Rachael Ray Is A Terrorist
By Robbie Republican
My dear patriots, we have been on quite a journey these past few years, ever since 9/11 showed us how jellyfish-spined liberals could lead to the end of the world as we know it. But even in our age of increased vigilance, it's often easy to overlook some of the gravest threats to our nation. While the blue state elitists distract us by forcing hard-working American farmers to grow abortion pills instead of corn, subliminal messages are being sent to our nation's impresionable minds through the television airwaves. And not just in pinko programs like "Sex in the City."
I wish the only station that existed was Fox News, and that the only commercials were for wholesome, family products like AK-47s and those Left Behind books. But unfortunately, the vast majority of Americans unwittingly expose themselves to television programming specifically designed to turn ordinary citizens into terrorists.
Case in point: Rachael Ray's Dunkin' Donuts Commercials
Now, an ordinary, perfectly sane American may see the commerical and believe it's just an innocent advertisement for coffee. But look closer. Look what's around Rachael Bin la... I mean Rachael Ray's neck:
That's right, the exact same keffiyeh, or "terrorist scarf" that Yasser Arafat wore. I'm not sure where she got it, but reliable sources tell me that Ray once trained in a Sudanese terror camp, where I can only assume she met up with influential Islamic cell leaders.
Need more proof Rachael Ray is in bed with Bin Laden?

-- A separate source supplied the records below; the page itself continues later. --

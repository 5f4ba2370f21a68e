//! Error types for build-info extraction

use thiserror::Error;

#[derive(Error, Debug)]
pub enum ExtractError {
    #[error("build {build_result_key} has no '{key}' entry in its custom build data")]
    MissingBuildTimestamp {
        build_result_key: String,
        key: String,
    },

    #[error("invalid build timestamp '{value}': {source}")]
    InvalidBuildTimestamp {
        value: String,
        #[source]
        source: chrono::ParseError,
    },

    #[error("configuration error: {0}")]
    Config(#[from] toml::de::Error),

    #[error("serialization error: {0}")]
    Serialization(#[from] serde_json::Error),

    #[error("io error: {0}")]
    Io(#[from] std::io::Error),
}

/// Result type for build-info extraction
pub type Result<T> = std::result::Result<T, ExtractError>;
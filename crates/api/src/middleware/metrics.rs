//! Prometheus metrics middleware.
//!
//! Provides HTTP request/response metrics collection and export.

use axum::{
    body::Body,
    extract::MatchedPath,
    http::{Method, Request},
    middleware::Next,
    response::{IntoResponse, Response},
};
use metrics::{counter, histogram};
use std::sync::OnceLock;
use std::time::Instant;

static PROMETHEUS_HANDLE: OnceLock<metrics_exporter_prometheus::PrometheusHandle> =
    OnceLock::new();

/// Middleware to record HTTP request metrics.
///
/// Records:
/// - `http_requests_total`: Counter with labels (method, path, status)
/// - `http_request_duration_seconds`: Histogram with labels (method, path)
pub async fn metrics_middleware(req: Request<Body>, next: Next) -> Response {
    let start = Instant::now();
    let method = req.method().clone();
    let path = req
        .extensions()
        .get::<MatchedPath>()
        .map(|p| p.as_str().to_string())
        .unwrap_or_else(|| req.uri().path().to_string());

    let response = next.run(req).await;

    let duration = start.elapsed().as_secs_f64();
    let status = response.status().as_u16().to_string();
    let method_str = method_to_str(&method);

    counter!(
        "http_requests_total",
        "method" => method_str.to_string(),
        "path" => path.clone(),
        "status" => status
    )
    .increment(1);

    histogram!(
        "http_request_duration_seconds",
        "method" => method_str.to_string(),
        "path" => path
    )
    .record(duration);

    response
}

/// Convert HTTP method to string for metric labels.
fn method_to_str(method: &Method) -> &'static str {
    match *method {
        Method::GET => "GET",
        Method::POST => "POST",
        Method::HEAD => "HEAD",
        Method::OPTIONS => "OPTIONS",
        _ => "OTHER",
    }
}

/// Count a submitted prayer request.
pub fn record_prayer_request_submitted() {
    counter!("prayer_requests_submitted_total").increment(1);
}

/// Handler for the /metrics endpoint, Prometheus text format.
pub async fn metrics_handler() -> impl IntoResponse {
    if let Some(handle) = PROMETHEUS_HANDLE.get() {
        let output = handle.render();
        (
            axum::http::StatusCode::OK,
            [(axum::http::header::CONTENT_TYPE, "text/plain; version=0.0.4")],
            output,
        )
    } else {
        (
            axum::http::StatusCode::INTERNAL_SERVER_ERROR,
            [(axum::http::header::CONTENT_TYPE, "text/plain")],
            "Metrics not initialized".to_string(),
        )
    }
}

/// Initialize the Prometheus metrics recorder.
///
/// Must be called once during application startup before any metrics are
/// recorded. Safe to skip in tests; the /metrics endpoint then reports 500.
pub fn init_metrics() {
    use metrics_exporter_prometheus::PrometheusBuilder;

    let handle = PrometheusBuilder::new()
        .set_buckets(&[0.001, 0.005, 0.01, 0.05, 0.1, 0.2, 0.5, 1.0, 2.0, 5.0])
        .expect("Failed to set histogram buckets")
        .install_recorder()
        .expect("Failed to install Prometheus recorder");

    if PROMETHEUS_HANDLE.set(handle).is_err() {
        panic!("Prometheus handle already initialized");
    }
}

#[cfg(test)]
mod tests {
    use super::*;

    #[test]
    fn method_labels() {
        assert_eq!(method_to_str(&Method::GET), "GET");
        assert_eq!(method_to_str(&Method::POST), "POST");
        assert_eq!(method_to_str(&Method::PUT), "OTHER");
    }
}
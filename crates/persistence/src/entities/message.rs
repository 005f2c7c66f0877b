//! Message entity (database row mapping).

use chrono::{DateTime, NaiveDate, Utc};
use domain::models::Message;
use sqlx::FromRow;
use uuid::Uuid;

/// Database row mapping for the messages table.
#[derive(Debug, Clone, FromRow)]
pub struct MessageEntity {
    pub id: Uuid,
    pub title: String,
    pub speaker: String,
    pub date: NaiveDate,
    pub series: Option<String>,
    pub scripture: Option<String>,
    pub description: Option<String>,
    pub thumbnail_url: Option<String>,
    pub video_url: Option<String>,
    pub audio_url: Option<String>,
    pub tags: Vec<String>,
    pub created_at: DateTime<Utc>,
}

impl From<MessageEntity> for Message {
    fn from(entity: MessageEntity) -> Self {
        Self {
            id: entity.id,
            title: entity.title,
            speaker: entity.speaker,
            date: entity.date,
            series: entity.series,
            scripture: entity.scripture,
            description: entity.description,
            thumbnail_url: entity.thumbnail_url,
            video_url: entity.video_url,
            audio_url: entity.audio_url,
            tags: entity.tags,
            created_at: entity.created_at,
        }
    }
}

That's right. There she is with Bin Laden's best friend, Bill "9-11" Clinton.
I'd like to thank political genius Michelle Malkin for pointing out all this to me. I actually am ashamed to say I used to drink Dunkin Donuts coffee, because the fat man they used to use in their commercials reminded me of a heavier, older version of a nice German gentleman I used to know who had some wonderful, if a bit poorly executed, ideas about how to get rid of liberals.
Now that I know better, I'm on the lookout for other subliminal messages trying to turn the good people of America into terrorist zombies. I believe I found one earlier today:
Yes, the Charmin Bear. At first, I didn't see anything. But then I noticed that the way the bear is holding the toilet paper, it almost looks like a keffiyeh. Almost exactly like a keffiyeh. So I looked deeper. And deeper. And the closer I looked, the more I became horrified by what I saw...
Kill USA??? A Hammer and Sickle?? What is he really selling, I wonder. Toilet paper?
So to you, my brave soliders, I say, be careful about what you watch. Especially if it's on one of those souless idol-worshipping stations, like NBC. And don't use Charmin anymore. Or any toilet paper for that matter. It's just not safe. Do what I do. Use the New York Times.